Background: Although literature is sparse, there are guidelines regarding optimal placement technique for peritoneal dialysis (PD) catheters in the pediatric population. Through this study, we sought to identify commonly used techniques among pediatric surgeons and identify areas for future work.
Materials and methods: A 16-question anonymous survey was emailed to American Pediatric Surgery Association members in September 2018 regarding routine practices for PD catheter placement. Descriptive statistics and Fisher's exact test were used for analysis.
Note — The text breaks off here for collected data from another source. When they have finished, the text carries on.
//! Row projections read back from the normalized store
//!
//! The write side lives in [`crate::ingest`] and talks to the tables
//! directly. The types below are what the read seam hands out: one struct per
//! projection, with interned names already joined back to their text.
//!
//! ## Tables
//!
//! | Table                  | Holds                                         |
//! |------------------------|-----------------------------------------------|
//! | `name`                 | interned strings                              |
//! | `host`                 | one row per agent identity (`monitid`)        |
//! | `service`              | one row per (host, service name)              |
//! | `statistics`           | metric descriptors per service                |
//! | `statistics_double`    | append-only metric points                     |
//! | `event`                | append-only state transitions                 |
//! | `servicegroup`         | one row per (host, group name)                |
//! | `servicegroup_service` | current members of each group                 |

use serde::Serialize;
use sqlx::FromRow;

/// Every table the migration creates, in dependency order
pub const TABLES: [&str; 8] = [
    "name",
    "host",
    "service",
    "statistics",
    "statistics_double",
    "event",
    "servicegroup",
    "servicegroup_service",
];

/// `host` status for an active agent
pub const HOST_STATUS_ACTIVE: i64 = 0;

/// Monit service status when every check passes
pub const SERVICE_STATUS_OK: i64 = 0;

/// `statistics.type` for plain gauge descriptors
pub const STATISTIC_TYPE_GAUGE: i64 = 0;

/// `statistics.datatype` for values stored in `statistics_double`
pub const STATISTIC_DATATYPE_DOUBLE: i64 = 5;

/// Monit monitoring mode that marks manual unmonitoring
pub const MONITORING_MODE_MANUAL: i64 = 2;

#[derive(Debug, Clone, PartialEq, Serialize, FromRow)]
pub struct HostRow {
    pub id: i64,
    pub monitid: String,
    pub hostname: String,
    pub incarnation: i64,
    pub status: i64,
    pub description: String,
    pub ipaddrin: String,
    pub ipaddrout: String,
    pub portin: i64,
    pub portout: i64,
    pub sslin: bool,
    pub sslout: bool,
    pub uname: String,
    pub poll: i64,
    pub startdelay: i64,
    pub controlfile: String,
    pub statusmodified: i64,
    pub statusheartbeat: i64,
    pub version: String,
    pub platformname: String,
    pub platformrelease: String,
    pub platformversion: String,
    pub platformmachine: String,
    pub platformcpu: i64,
    pub platformmemory: i64,
    pub platformswap: i64,
    pub platformuptime: i64,
    pub serviceup: i64,
    pub servicedown: i64,
    pub serviceunmonitorauto: i64,
    pub serviceunmonitormanual: i64,
    pub created_at: i64,
    pub updated_at: i64,
}

#[derive(Debug, Clone, PartialEq, Serialize, FromRow)]
pub struct ServiceRow {
    pub id: i64,
    pub hostid: i64,
    pub name: String,
    #[sqlx(rename = "type")]
    #[serde(rename = "type")]
    pub service_type: i64,
    pub status: i64,
    pub statushint: i64,
    pub monitoringstate: i64,
    pub monitoringmode: i64,
    pub onreboot: i64,
    pub statusmodified: i64,
    pub created_at: i64,
    pub updated_at: i64,
}

/// One metric point joined with its descriptor name
#[derive(Debug, Clone, PartialEq, Serialize, FromRow)]
pub struct StatisticPointRow {
    pub descriptor: String,
    pub collectedsec: i64,
    pub value: f64,
}

#[derive(Debug, Clone, PartialEq, Serialize, FromRow)]
pub struct EventRow {
    pub id: i64,
    pub hostid: i64,
    pub hostname: String,
    pub serviceid: i64,
    pub service: String,
    pub servicetype: i64,
    pub eventtype: i64,
    pub eventstate: i64,
    pub eventaction: i64,
    pub message: String,
    pub collectedsec: i64,
    pub collectedusec: i64,
    pub active: bool,
}

/// Fleet-wide counts for an overview page
///
/// The `services_*` sums come from the per-host counters written with each
/// report, so they describe what the agents last said rather than the rows
/// currently stored.
#[derive(Debug, Clone, Copy, Default, PartialEq, Eq, Serialize, FromRow)]
pub struct DashboardSummary {
    pub total_hosts: i64,
    pub hosts_ok: i64,
    pub total_services: i64,
    pub services_ok: i64,
    pub services_up: i64,
    pub services_down: i64,
    pub services_unmonitored: i64,
    pub active_events: i64,
}

/// A service group with its current member names
#[derive(Debug, Clone, PartialEq, Serialize)]
pub struct GroupRow {
    pub id: i64,
    pub name: String,
    pub members: Vec<String>,
}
Results: In all, there were 221 respondents, 6.8% of whom did not place PD catheters in their practice. Of the remaining 206, the majority have been in practice >15 y. PD catheter placement during fellowship training varied widely, with 6.5% reporting no fellowship experience to 6% reporting >25 placed during fellowship. Almost half (48%) reported placing catheters via laparoscopic approach (versus open or combined approach). Most (62%) respondents reported an annual practice volume of 1-5 catheters, with only 11% placing >10 per year. Exit-site sutures were placed "always" by 33% of participants and "never" by 49% of participants. There was no association between years in practice or fellowship experience and exit-site suture placement. However, there was a trend for "never" placement (72%) with more recent graduates. Omentectomy was performed by 91% of respondents, whereas 8.3% reported never performing omentectomy/omentopexy. Similarly, there was no association between practice and fellowship experience and omentectomy. In the setting of abdominal stoma, 96% reported placing the exit site on the opposite side of the abdomen. Fibrin glue was used along the tunnel by 21% of participants, ranging from "always" to "sometimes", whereas 79% "never" used it.
Conclusions: Fellowship, posttraining experience, and techniques in PD catheter placement vary widely among American Pediatric Surgery Association member respondents. Despite guidelines, practices differ among providers without an association between the number of cases performed in fellowship and postfellowship volume.
Keywords: Guidelines; Peritoneal dialysis; Practice patterns.